I’m interested in creative responses to our ecological and climate predicaments, which are also of course full-on emergencies.

Building pro-environment networks and engaging people has been my core work, but when I began to see how even great work often leaves us fuelling the emergency, I wanted to look beyond ‘solutions’ mindsets to ones that engage our imaginations.

I manage ClimateCultures  a free platform I created for artists, curators and researchers looking for creative engagements with the Anthropocene. It’s a space that’s becoming a community. Different members use it to share their work; maybe we all use it for reassurance there’s so much out there that we’d otherwise miss in the isolation of our own work. It’s a resource for all.

I support creative people and organisations. For example, I’m part-time manager of Architects Declare  a UK-wide initiative addressing the climate and biodiversity emergency, part of a global family of built environment declarations.

I also edit websites for creatively minded projects: Finding Blake (‘Reimagining William Blake for the 21st century’) and The Waterlight Project (‘a journey along the River Mel’).

Earlier projects were with TippingPoint (a charity that engaged artists and climate scientists in deep encounters and creative outcomes), the National Trust, London Climate Change Partnership, and the Adaptation & Resilience in a Changing Climate Network. 

In my earlier career, I worked in knowledge exchange at the UK Climate Impacts Programme, researched co-ordination of climate change Masters courses for Exeter University, led Climate South East, a regional partnership focused on adaptation priorities, and delivered environmental programmes to Hampshire businesses for Southampton’s Environment Centre.

Building pro-environment networks and engaging people has been my core work, but when I began to see how even great work often leaves us fuelling the emergency, I wanted to look beyond ‘solutions’ mindsets to ones that engage our imaginations. If it’s really easier to imagine the end of the world than the end of capitalism, for example, then something fundamental needs to change. An MA Climate Change at Exeter University was the catalyst, and working with TippingPoint the spark that made use of that: leading to ClimateCultures and my current focus.

Over four decades, I’ve moved from a Physics & Astrophysics degree, through an Advanced Environmental Practice Postgraduate Diploma and an MSc in Policy Studies to that MA Climate Change and, later, an MFA in Creative Writing. So clearly something keeps me moving on…

A lot of words?
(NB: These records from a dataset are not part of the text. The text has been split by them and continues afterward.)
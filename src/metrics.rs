//! Timing instrumentation for backend handlers.
//!
//! Handlers record the elapsed wall-clock time of every read, write, and
//! destroy against a named counter. Recording is an observability side
//! effect only: the recorder API is infallible by construction, so a broken
//! sink can never change a handler's return value.

use std::time::{Duration, Instant};

/// Metric counter names, one per handler kind and operation.
pub mod names {
    pub const SQL_READ_TIME: &str = "sql/session_read_time";
    pub const SQL_WRITE_TIME: &str = "sql/session_write_time";
    pub const SQL_DELETE_TIME: &str = "sql/session_delete_time";

    pub const CACHE_READ_TIME: &str = "cache/session_read_time";
    pub const CACHE_WRITE_TIME: &str = "cache/session_write_time";
    pub const CACHE_DELETE_TIME: &str = "cache/session_delete_time";
}

/// Sink for handler timing samples.
pub trait MetricsRecorder: Send + Sync {
    /// Record one elapsed-time sample against a named counter.
    fn record_duration(&self, metric: &'static str, elapsed: Duration);
}

/// Default recorder that emits timing samples as `tracing` events.
#[derive(Debug, Default, Clone, Copy)]
pub struct TracingRecorder;

impl MetricsRecorder for TracingRecorder {
    fn record_duration(&self, metric: &'static str, elapsed: Duration) {
        tracing::debug!(
            target: "satchel::metrics",
            metric,
            elapsed_us = elapsed.as_micros() as u64,
            "session handler timing"
        );
    }
}

/// Recorder that drops all samples.
#[derive(Debug, Default, Clone, Copy)]
pub struct NullRecorder;

impl MetricsRecorder for NullRecorder {
    fn record_duration(&self, _metric: &'static str, _elapsed: Duration) {}
}

/// Run `f`, recording its wall-clock duration under `metric`.
pub fn timed<T>(
    recorder: &dyn MetricsRecorder,
    metric: &'static str,
    f: impl FnOnce() -> T,
) -> T {
    let start = Instant::now();
    let result = f();
    recorder.record_duration(metric, start.elapsed());
    result
}


#[cfg(test)]
mod tests {
    use super::test_support::CapturingRecorder;
    use super::*;

    #[test]
    fn test_timed_returns_closure_result() {
        let recorder = NullRecorder;
        let value = timed(&recorder, names::SQL_READ_TIME, || 42);
        assert_eq!(value, 42);
    }

    #[test]
    fn test_timed_records_sample() {
        let recorder = CapturingRecorder::new();
        timed(&recorder, names::CACHE_WRITE_TIME, || ());
        assert_eq!(recorder.recorded(), vec![names::CACHE_WRITE_TIME]);
    }

    #[test]
    fn test_timed_records_even_on_error_result() {
        let recorder = CapturingRecorder::new();
        let result: Result<(), &str> = timed(&recorder, names::SQL_DELETE_TIME, || Err("boom"));
        assert!(result.is_err());
        assert_eq!(recorder.count_for(names::SQL_DELETE_TIME), 1);
    }

    #[test]
    fn test_tracing_recorder_is_infallible() {
        // No subscriber installed; recording must still be a no-op success.
        TracingRecorder.record_duration(names::CACHE_READ_TIME, Duration::from_micros(5));
    }
}
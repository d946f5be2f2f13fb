//! Satchel - Pluggable Session Storage
//!
//! Satchel persists small, keyed units of per-user state across independent,
//! stateless request handlers. Backends are swappable without touching
//! callers: an in-process memory store, a relational store, a keyed cache,
//! a keyed cache with distributed locking, and the filesystem all implement
//! one handler contract and are selected by name through a pool. For
//! locking backends, an administrative lock releaser can force-clear a
//! stuck session lock out of band.

pub mod cache;
pub mod config;
pub mod error;
pub mod handler;
pub mod lock;
pub mod metrics;
pub mod session;

pub use cache::{InMemoryCache, KeyValueCache, RedisCache};
pub use config::{satchel_home, Config, LockConfig};
pub use error::{Result, SatchelError};
pub use handler::{
    CacheHandler, FileHandler, HandlerPool, LockingCacheHandler, MemoryHandler, SessionHandler,
    SqlHandler, HANDLER_FILE, HANDLER_MEMORY, HANDLER_REDIS, HANDLER_REDIS_LOCKING, HANDLER_SQL,
};
pub use lock::{
    CacheLocker, LockKeys, LockReader, LockReleaser, LockReleaserPool, LockToken, Locker, SpinLock,
};
pub use metrics::{MetricsRecorder, NullRecorder, TracingRecorder};
pub use session::{
    generate_session_id, AttributeBag, MemorySessionStorage, MetadataBag, Namespace,
    PooledSessionStorage, Session, SessionBag, SessionStorage,
};
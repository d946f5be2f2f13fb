//! In-memory session handler.
//!
//! Degenerate backend for surfaces that need session semantics without
//! durability: nothing survives the process. Entries still carry the
//! configured lifetime so expiry behaves like the cache-backed handlers.

use std::time::Duration;

use crate::cache::{InMemoryCache, KeyValueCache};
use crate::error::Result;
use crate::handler::SessionHandler;

/// Session handler over an in-process TTL cache.
pub struct MemoryHandler {
    cache: InMemoryCache,
    key_prefix: String,
    lifetime: Duration,
}

impl MemoryHandler {
    pub fn new(key_prefix: impl Into<String>, lifetime: Duration) -> Self {
        Self {
            cache: InMemoryCache::new(),
            key_prefix: key_prefix.into(),
            lifetime,
        }
    }

    fn key(&self, session_id: &str) -> String {
        format!("{}{}", self.key_prefix, session_id)
    }

    /// Number of live sessions held.
    pub fn len(&self) -> usize {
        self.cache.len()
    }

    pub fn is_empty(&self) -> bool {
        self.cache.is_empty()
    }
}

impl SessionHandler for MemoryHandler {
    fn open(&self, _save_path: &str, _session_name: &str) -> bool {
        true
    }

    fn close(&self) -> bool {
        true
    }

    fn read(&self, session_id: &str) -> Result<Vec<u8>> {
        let value = self.cache.get_and_touch(&self.key(session_id), self.lifetime)?;
        Ok(value.unwrap_or_default())
    }

    fn write(&self, session_id: &str, payload: &[u8]) -> Result<bool> {
        if payload.is_empty() {
            return Ok(false);
        }
        self.cache.set(&self.key(session_id), payload, self.lifetime)?;
        Ok(true)
    }

    fn destroy(&self, session_id: &str) -> Result<bool> {
        self.cache.delete(&self.key(session_id))?;
        Ok(true)
    }

    fn garbage_collect(&self, _max_lifetime: Duration) -> Result<bool> {
        // Entries expire on their own TTL; sweeping just reclaims memory.
        self.cache.prune_expired();
        Ok(true)
    }
}
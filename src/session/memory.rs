//! In-memory session storage.
//!
//! Degenerate storage for surfaces that need session semantics without a
//! durable backend (stateless API requests): the full lifecycle works,
//! but nothing survives past the storage instance.

use std::collections::HashMap;

use crate::error::{Result, SatchelError};
use crate::session::{
    generate_session_id, AttributeBag, MetadataBag, Namespace, SessionContext, SessionStorage,
};

/// Session storage with no backend.
pub struct MemorySessionStorage {
    context: SessionContext,
}

impl MemorySessionStorage {
    pub fn new(session_name: &str) -> Self {
        Self {
            context: SessionContext::new(session_name),
        }
    }

    /// Seed the session data map before start, e.g. from a request body.
    pub fn set_session_data(&mut self, data: HashMap<String, Namespace>) {
        self.context.session.data = data;
    }
}

impl Default for MemorySessionStorage {
    fn default() -> Self {
        Self::new("SESSID")
    }
}

impl SessionStorage for MemorySessionStorage {
    fn start(&mut self) -> Result<bool> {
        if self.context.session.started {
            return Ok(true);
        }

        if self.context.session.id.is_empty() {
            self.context.session.id = generate_session_id();
        }

        self.context.load_namespaces();

        Ok(true)
    }

    fn is_started(&self) -> bool {
        self.context.session.started
    }

    fn id(&self) -> &str {
        &self.context.session.id
    }

    fn set_id(&mut self, id: &str) -> Result<()> {
        if self.context.session.started {
            return Err(SatchelError::invalid_state(
                "cannot set session ID after the session has started",
            ));
        }
        self.context.session.id = id.to_string();
        Ok(())
    }

    fn name(&self) -> &str {
        &self.context.session.name
    }

    fn set_name(&mut self, name: &str) {
        self.context.session.name = name.to_string();
    }

    fn regenerate(&mut self, _destroy: bool, lifetime: Option<i64>) -> Result<bool> {
        if !self.context.session.started {
            self.start()?;
        }

        // No backend record to destroy; re-stamp and rotate the id.
        self.context.metadata.stamp_new(lifetime);
        self.context.session.id = generate_session_id();

        Ok(true)
    }

    fn save(&mut self) -> Result<()> {
        if !self.context.session.started || self.context.session.closed {
            return Err(SatchelError::invalid_state(
                "cannot save a session that was not started or was already closed",
            ));
        }

        self.context.session.data = self.context.collect_namespaces();
        self.context.session.started = false;
        self.context.session.closed = false;

        Ok(())
    }

    fn clear(&mut self) {
        self.context.clear();
    }

    fn register_bag(&mut self, bag: AttributeBag) {
        self.context.register_bag(bag);
    }

    fn bag(&mut self, name: &str) -> Result<&mut AttributeBag> {
        if !self.context.session.started {
            self.start()?;
        }
        self.context
            .bag_mut(name)
            .ok_or_else(|| SatchelError::invalid_state(format!("bag '{}' is not registered", name)))
    }

    fn metadata_bag(&self) -> &MetadataBag {
        &self.context.metadata
    }
}
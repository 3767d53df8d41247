//! Recognition Worker (C2) — drives a streaming ASR source on a dedicated
//! OS thread and fans out partial/final/error callbacks without ever
//! blocking on them.
//!
//! Native ASR resources are commonly `!Send` or simply expect to own a
//! blocking loop for their lifetime, so rather than forcing them into the
//! async runtime we confine the recognizer to one thread and proxy every
//! operation through a command channel, the same shape this codebase uses
//! for its own thread-confined native audio resources (`AudioThreadHandle`).
//! The `Send + Sync` handle is what the rest of the engine holds.

use std::sync::atomic::{AtomicBool, Ordering};
use std::sync::mpsc as std_mpsc;
use std::sync::Arc;
use std::thread;
use std::time::Duration;

use tokio::sync::oneshot;

use crate::collaborators::{RecognitionCallbacks, SpeechRecognizer};
use crate::error::EngineError;

enum RecognizerCommand {
    PrepareSink {
        reply: oneshot::Sender<Result<(), String>>,
    },
    Start {
        callbacks: Arc<dyn RecognitionCallbacks>,
        reply: oneshot::Sender<Result<(), String>>,
    },
    WriteBytes {
        pcm: Vec<u8>,
        /// Set by the caller on timeout. The worker checks this right
        /// before handing `pcm` to the recognizer so a chunk the caller has
        /// already given up on never reaches the native write.
        abandoned: Arc<AtomicBool>,
        reply: oneshot::Sender<Result<(), String>>,
    },
    Stop,
    Shutdown,
}

/// `Send + Sync` handle to the dedicated recognition thread.
pub struct RecognitionWorkerHandle {
    cmd_tx: std_mpsc::Sender<RecognizerCommand>,
    thread: parking_lot::Mutex<Option<thread::JoinHandle<()>>>,
}

impl RecognitionWorkerHandle {
    /// Spawn the worker thread. `build` constructs the (likely `!Send`)
    /// recognizer on the worker thread itself, so it never crosses a
    /// thread boundary.
    pub fn spawn<F>(build: F) -> Result<Self, EngineError>
    where
        F: FnOnce() -> Box<dyn SpeechRecognizer> + Send + 'static,
    {
        let (cmd_tx, cmd_rx) = std_mpsc::channel::<RecognizerCommand>();

        let thread = thread::Builder::new()
            .name("callgate-recognizer".into())
            .spawn(move || {
                let recognizer = build();
                Self::run(recognizer, cmd_rx);
            })
            .map_err(|e| EngineError::RecognitionThreadSpawn(e.to_string()))?;

        Ok(Self {
            cmd_tx,
            thread: parking_lot::Mutex::new(Some(thread)),
        })
    }

    /// Create the audio input sink if absent. Safe to call before
    /// `start`.
    pub async fn prepare_sink(&self) -> Result<(), EngineError> {
        let (tx, rx) = oneshot::channel();
        self.send(RecognizerCommand::PrepareSink { reply: tx })?;
        self.await_reply(rx).await
    }

    /// Begin recognition with the given callbacks. Idempotent at the
    /// recognizer level.
    pub async fn start(&self, callbacks: Arc<dyn RecognitionCallbacks>) -> Result<(), EngineError> {
        let (tx, rx) = oneshot::channel();
        self.send(RecognizerCommand::Start {
            callbacks,
            reply: tx,
        })?;
        self.await_reply(rx).await
    }

    /// Hand raw PCM bytes to the sink, bounded by `timeout`. On timeout the
    /// chunk is marked abandoned: if the worker thread hasn't reached it
    /// yet, it skips the native write entirely rather than delivering
    /// stale audio to the recognizer after the caller has moved on; if the
    /// write is already in flight, the abandon flag has no effect on it and
    /// only this call's await is what times out. Either way this does not
    /// propagate as a fatal error.
    pub async fn write_bytes(&self, pcm: Vec<u8>, timeout: Duration) -> Result<(), EngineError> {
        let (tx, rx) = oneshot::channel();
        let abandoned = Arc::new(AtomicBool::new(false));
        self.send(RecognizerCommand::WriteBytes {
            pcm,
            abandoned: abandoned.clone(),
            reply: tx,
        })?;

        match tokio::time::timeout(timeout, rx).await {
            Ok(Ok(Ok(()))) => Ok(()),
            Ok(Ok(Err(message))) => Err(EngineError::Orchestrator(anyhow::anyhow!(message))),
            Ok(Err(_)) => Err(EngineError::RecognitionThreadDied),
            Err(_) => {
                abandoned.store(true, Ordering::Release);
                tracing::warn!("audio chunk write timed out; abandoning chunk");
                Ok(())
            }
        }
    }

    /// Halt recognition. Fire-and-forget — the worker stops at its own
    /// pace; callers that need a bound should follow with `join`.
    pub fn stop(&self) {
        let _ = self.cmd_tx.send(RecognizerCommand::Stop);
    }

    /// Join the worker thread, bounded by `timeout`. Used during session
    /// shutdown. Takes `&self` (rather than consuming) because the
    /// handle is normally held behind an `Arc`; safe to call at most once
    /// — a second call is a no-op since the thread slot is already empty.
    pub fn join(&self, timeout: Duration) {
        let _ = self.cmd_tx.send(RecognizerCommand::Shutdown);
        let handle = self.thread.lock().take();
        if let Some(handle) = handle {
            let (done_tx, done_rx) = std_mpsc::channel::<()>();
            let joiner = thread::spawn(move || {
                let _ = handle.join();
                let _ = done_tx.send(());
            });
            if done_rx.recv_timeout(timeout).is_err() {
                tracing::warn!("recognition worker thread did not join within the shutdown budget");
            }
            let _ = joiner.join();
        }
    }

    fn send(&self, cmd: RecognizerCommand) -> Result<(), EngineError> {
        self.cmd_tx
            .send(cmd)
            .map_err(|_| EngineError::RecognitionThreadDied)
    }

    async fn await_reply(&self, rx: oneshot::Receiver<Result<(), String>>) -> Result<(), EngineError> {
        match rx.await {
            Ok(Ok(())) => Ok(()),
            Ok(Err(message)) => Err(EngineError::RecognizerInit(message)),
            Err(_) => Err(EngineError::RecognitionThreadDied),
        }
    }

    /// The dedicated thread's command loop. Owns the recognizer for its
    /// entire lifetime — it never crosses the thread boundary.
    fn run(mut recognizer: Box<dyn SpeechRecognizer>, cmd_rx: std_mpsc::Receiver<RecognizerCommand>) {
        while let Ok(cmd) = cmd_rx.recv() {
            match cmd {
                RecognizerCommand::PrepareSink { reply } => {
                    let result = recognizer.prepare_sink().map_err(|e| e.to_string());
                    let _ = reply.send(result);
                }
                RecognizerCommand::Start { callbacks, reply } => {
                    let result = recognizer.start(callbacks).map_err(|e| e.to_string());
                    let _ = reply.send(result);
                }
                RecognizerCommand::WriteBytes {
                    pcm,
                    abandoned,
                    reply,
                } => {
                    if abandoned.load(Ordering::Acquire) {
                        tracing::debug!("skipping write for abandoned audio chunk");
                    } else {
                        let result = recognizer.write_bytes(&pcm).map_err(|e| e.to_string());
                        let _ = reply.send(result);
                    }
                }
                RecognizerCommand::Stop => recognizer.stop(),
                RecognizerCommand::Shutdown => {
                    recognizer.stop();
                    break;
                }
            }
        }
        tracing::debug!("recognition worker thread shutting down");
    }
}

impl Drop for RecognitionWorkerHandle {
    fn drop(&mut self) {
        let _ = self.cmd_tx.send(RecognizerCommand::Shutdown);
        if let Some(handle) = self.thread.lock().take() {
            let _ = handle.join();
        }
    }
}
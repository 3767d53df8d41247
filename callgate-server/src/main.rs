//! Gateway host binary: starts the Axum server that bridges ACS telephony
//! media streams to the session engine.

use callgate_server::{start_server, ServerConfig};

#[tokio::main]
async fn main() -> anyhow::Result<()> {
    tracing_subscriber::fmt()
        .with_env_filter(tracing_subscriber::EnvFilter::from_default_env())
        .init();

    let config = ServerConfig::with_defaults();
    start_server(config).await
}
Words hold us back or move us forward, as we choose.

For me, the dangers we’re in are ‘predicaments’, not ‘problems’ (even ‘wicked problems’): they demand ‘creativity’, not ‘solutions’. ‘Climate change’ is also ‘planetary heating’ and many other things, and the ‘Anthropocene’ is so much more than ‘the Age of Humans’, more complex than assumptions that fault and fallout are equally distributed: we know they aren’t.  ‘Environment’ is us too, and ‘Nature’ is also ‘Culture’. Should ‘sustainability’ become ‘regeneration’?